« Черный монах » Серебренникова в Авиньоне – земное и небесное

7 июля чеховским спектаклем Кирилла Серебренникова « Черный монах »на сцене Папского замка открылся Авиньонский фестиваль. Впервые русский режиссер на главной сцене Авиньона. Ну и лицо Кирилла смотрит на нас здесь со всех печатных изданий, больших и малых. Чехов, увиденный скорее через мистику и страсть Достоевского, вписывался в грандиозную « инсталляцию » замка, и даже стихии были на стороне Серебренникова – дул сильный мистраль, усиливающий драматический эффект, ощущение опасности, бездны, иных миров. Французская пресса, также как и зрители, принимает спектакль восторженно. Хотя именно она, эта пресса, создала здесь образ Серебренникова как главного оппозиционера от искусства в современной России, даже если в последнее время появляются редкие публикации, ставящие под сомнение  иконический образ « мученика ».  Сам режиссер, честь ему и хвала,  эту линию никак не культивирует,  предлагая вместо пропагандистского высказывания высказывание эстетическое. Спектакли Серебренникова и Гоголь-Центра  Оливье Пи приглашает в Авиньон в четвертый раз  —  до этого были « Идиоты » по Ларсу фон Триеру, в 2015, «Мертвые души» Гоголя,  в 2016, «Аутсайдер»,  посвящение китайскому фотографу Рену Хангу, в 2019.  « Черный  монах », премьера которого прошла  зимой в Гамбурге, -совместный проект с театром Thalia,  но теперь спектакль был переделан специально для сцены Парадного двора Папского замка .

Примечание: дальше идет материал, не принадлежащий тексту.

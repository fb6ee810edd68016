//! Quarantine for messages that keep failing.
//!
//! Off by default: without a policy, a failing message is left on the queue
//! and redelivered until the broker's retention discards it.
//!
//! With a `QuarantinePolicy`, a delivery that fails after being received
//! `max_receive_count` times or more is published to a quarantine channel.
//! The original delivery is deleted only once that publish has succeeded,
//! so a message is never dropped silently.
//!
//! ## Message Format
//!
//! Publishers forward the original body verbatim. `QuarantinedMessage`
//! carries alongside it:
//! - The original message id and body, verbatim
//! - The receive count at quarantine time
//! - The last processing error and its kind
//! - When the message was quarantined

use std::sync::Arc;

use async_trait::async_trait;
use chrono::{DateTime, Utc};
use tokio::sync::mpsc;
use tracing::{debug, info, warn};

use crate::queue::Delivery;

#[cfg(feature = "sqs")]
pub mod sqs;

#[cfg(feature = "sqs")]
pub use sqs::SqsDeadLetterPublisher;

/// Errors that can occur during quarantine operations.
#[derive(Debug, thiserror::Error)]
pub enum DlqError {
    #[error("DLQ not configured")]
    NotConfigured,

    #[error("Failed to publish to DLQ: {0}")]
    PublishFailed(String),
}

/// A message moved off the fulfillment queue after repeated failures.
#[derive(Debug, Clone, PartialEq, Eq)]
pub struct QuarantinedMessage {
    pub message_id: String,
    pub body: String,
    pub receive_count: u32,
    pub error: String,
    /// Short error classification, e.g. "decode", "player_not_found".
    pub error_kind: String,
    pub quarantined_at: DateTime<Utc>,
}

impl QuarantinedMessage {
    pub fn from_delivery(delivery: &Delivery, error: impl Into<String>, error_kind: &str) -> Self {
        Self {
            message_id: delivery.message_id.clone(),
            body: delivery.body.clone(),
            receive_count: delivery.approximate_receive_count,
            error: error.into(),
            error_kind: error_kind.to_string(),
            quarantined_at: Utc::now(),
        }
    }
}

/// When a failing delivery is quarantined.
#[derive(Debug, Clone, Copy, PartialEq, Eq)]
pub struct QuarantinePolicy {
    pub max_receive_count: u32,
}

impl QuarantinePolicy {
    pub fn new(max_receive_count: u32) -> Self {
        Self { max_receive_count }
    }

    /// Whether a failed delivery has exhausted its redeliveries.
    pub fn should_quarantine(&self, delivery: &Delivery) -> bool {
        delivery.approximate_receive_count >= self.max_receive_count
    }
}

/// Trait for publishing messages to a quarantine channel.
///
/// Implementations handle the actual transport (SQS, in-memory, etc.).
#[async_trait]
pub trait DeadLetterPublisher: Send + Sync {
    /// Publish a quarantined message.
    ///
    /// Returns Ok(()) only once the message is durably accepted.
    async fn publish(&self, message: QuarantinedMessage) -> Result<(), DlqError>;

    /// Check if the publisher is configured and ready.
    fn is_configured(&self) -> bool {
        true
    }
}

/// No-op publisher that logs but doesn't send anywhere.
///
/// Reports itself as not configured, so the worker never deletes a
/// delivery on its behalf.
pub struct NoopDeadLetterPublisher;

#[async_trait]
impl DeadLetterPublisher for NoopDeadLetterPublisher {
    async fn publish(&self, message: QuarantinedMessage) -> Result<(), DlqError> {
        warn!(
            message_id = %message.message_id,
            receive_count = message.receive_count,
            error = %message.error,
            "DLQ not configured, message stays on the queue"
        );
        Err(DlqError::NotConfigured)
    }

    fn is_configured(&self) -> bool {
        false
    }
}

/// In-memory publisher using a channel.
///
/// Used for standalone mode and testing.
pub struct ChannelDeadLetterPublisher {
    sender: mpsc::UnboundedSender<QuarantinedMessage>,
}

impl ChannelDeadLetterPublisher {
    /// Create a new channel-based publisher.
    ///
    /// Returns the publisher and a receiver for consuming quarantined messages.
    pub fn new() -> (Self, mpsc::UnboundedReceiver<QuarantinedMessage>) {
        let (sender, receiver) = mpsc::unbounded_channel();
        (Self { sender }, receiver)
    }
}

#[async_trait]
impl DeadLetterPublisher for ChannelDeadLetterPublisher {
    async fn publish(&self, message: QuarantinedMessage) -> Result<(), DlqError> {
        info!(
            message_id = %message.message_id,
            error_kind = %message.error_kind,
            "Publishing to channel DLQ"
        );
        self.sender
            .send(message)
            .map_err(|e| DlqError::PublishFailed(e.to_string()))
    }
}

/// Policy plus publisher, as handed to the worker.
#[derive(Clone)]
pub struct Quarantine {
    pub policy: QuarantinePolicy,
    pub publisher: Arc<dyn DeadLetterPublisher>,
}

impl Quarantine {
    pub fn new(policy: QuarantinePolicy, publisher: Arc<dyn DeadLetterPublisher>) -> Self {
        Self { policy, publisher }
    }

    /// Whether this failed delivery should be moved to quarantine.
    pub fn applies_to(&self, delivery: &Delivery) -> bool {
        if !self.publisher.is_configured() {
            debug!(
                message_id = %delivery.message_id,
                "Quarantine publisher not configured, skipping"
            );
            return false;
        }
        self.policy.should_quarantine(delivery)
    }
}

#[cfg(test)]
mod tests {
    use super::*;
    use crate::queue::ReceiptHandle;

    fn delivery(receive_count: u32) -> Delivery {
        Delivery {
            message_id: "m-1".to_string(),
            receipt_handle: ReceiptHandle::new("rh-1"),
            body: "not json".to_string(),
            approximate_receive_count: receive_count,
        }
    }

    // ============================================================================
    // Policy Tests
    // ============================================================================

    #[test]
    fn test_policy_threshold_inclusive() {
        let policy = QuarantinePolicy::new(3);
        assert!(!policy.should_quarantine(&delivery(2)));
        assert!(policy.should_quarantine(&delivery(3)));
        assert!(policy.should_quarantine(&delivery(7)));
    }

    #[test]
    fn test_quarantine_requires_configured_publisher() {
        let noop = Quarantine::new(QuarantinePolicy::new(1), Arc::new(NoopDeadLetterPublisher));
        assert!(!noop.applies_to(&delivery(5)));

        let (publisher, _rx) = ChannelDeadLetterPublisher::new();
        let channel = Quarantine::new(QuarantinePolicy::new(1), Arc::new(publisher));
        assert!(channel.applies_to(&delivery(5)));
    }

    // ============================================================================
    // Message Tests
    // ============================================================================

    #[test]
    fn test_from_delivery() {
        let message = QuarantinedMessage::from_delivery(&delivery(4), "bad envelope", "decode");

        assert_eq!(message.message_id, "m-1");
        assert_eq!(message.body, "not json");
        assert_eq!(message.receive_count, 4);
        assert_eq!(message.error, "bad envelope");
        assert_eq!(message.error_kind, "decode");
    }

    // ============================================================================
    // Publisher Tests
    // ============================================================================

    #[tokio::test]
    async fn test_noop_publisher_refuses() {
        let publisher = NoopDeadLetterPublisher;
        let message = QuarantinedMessage::from_delivery(&delivery(4), "e", "decode");

        let result = publisher.publish(message).await;
        assert!(matches!(result, Err(DlqError::NotConfigured)));
        assert!(!publisher.is_configured());
    }

    #[tokio::test]
    async fn test_channel_publisher_sends() {
        let (publisher, mut receiver) = ChannelDeadLetterPublisher::new();
        let message = QuarantinedMessage::from_delivery(&delivery(4), "e", "decode");

        publisher.publish(message.clone()).await.unwrap();

        let received = receiver.recv().await.expect("Should receive quarantined message");
        assert_eq!(received, message);
    }

    #[tokio::test]
    async fn test_channel_publisher_closed_receiver() {
        let (publisher, receiver) = ChannelDeadLetterPublisher::new();
        drop(receiver);

        let result = publisher
            .publish(QuarantinedMessage::from_delivery(&delivery(1), "e", "decode"))
            .await;
        assert!(matches!(result, Err(DlqError::PublishFailed(_))));
    }

    #[test]
    fn test_dlq_error_display() {
        assert!(DlqError::NotConfigured.to_string().contains("not configured"));
        let err = DlqError::PublishFailed("connection refused".to_string());
        assert!(err.to_string().contains("connection refused"));
    }

    #[tokio::test]
    async fn test_every_error_comes_from_a_publisher() {
        // Each variant is produced by a publisher in this module.
        let noop = NoopDeadLetterPublisher
            .publish(QuarantinedMessage::from_delivery(&delivery(1), "e", "decode"))
            .await;
        let (closed, receiver) = ChannelDeadLetterPublisher::new();
        drop(receiver);
        let channel = closed
            .publish(QuarantinedMessage::from_delivery(&delivery(1), "e", "decode"))
            .await;

        for result in [noop, channel] {
            match result {
                Err(DlqError::NotConfigured) | Err(DlqError::PublishFailed(_)) => {}
                Ok(()) => panic!("publish should have failed"),
            }
        }
    }
}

Папский замок не подарок, а вызов режиссеру, который вступает на эти подмостки. « Черный монах » Серебренникова ( а он также автор сценографии) абсолютно вписался в это магическое пространство, в тот единственный в своем роде ряд режиссеров, которым это удалось, и тут я вспоминаю мои 32 Авиньона: «Платонов» Эрика Лакаскада, «Божественная комедия» Ромео Кастеллуччи, «Варварские комедии» Жоржа Лавелли с Марией Казарес и Мишелем Омоном, «Лицо Орфея» Оливье Пи, «Я – кровь» Яна Фабра, «Чайка» Артура Нозисьеля, «Фиест» Тома Жолли, «Антигона» японца Сатоси Мияги, «Гибель богов» Иво ван Хове.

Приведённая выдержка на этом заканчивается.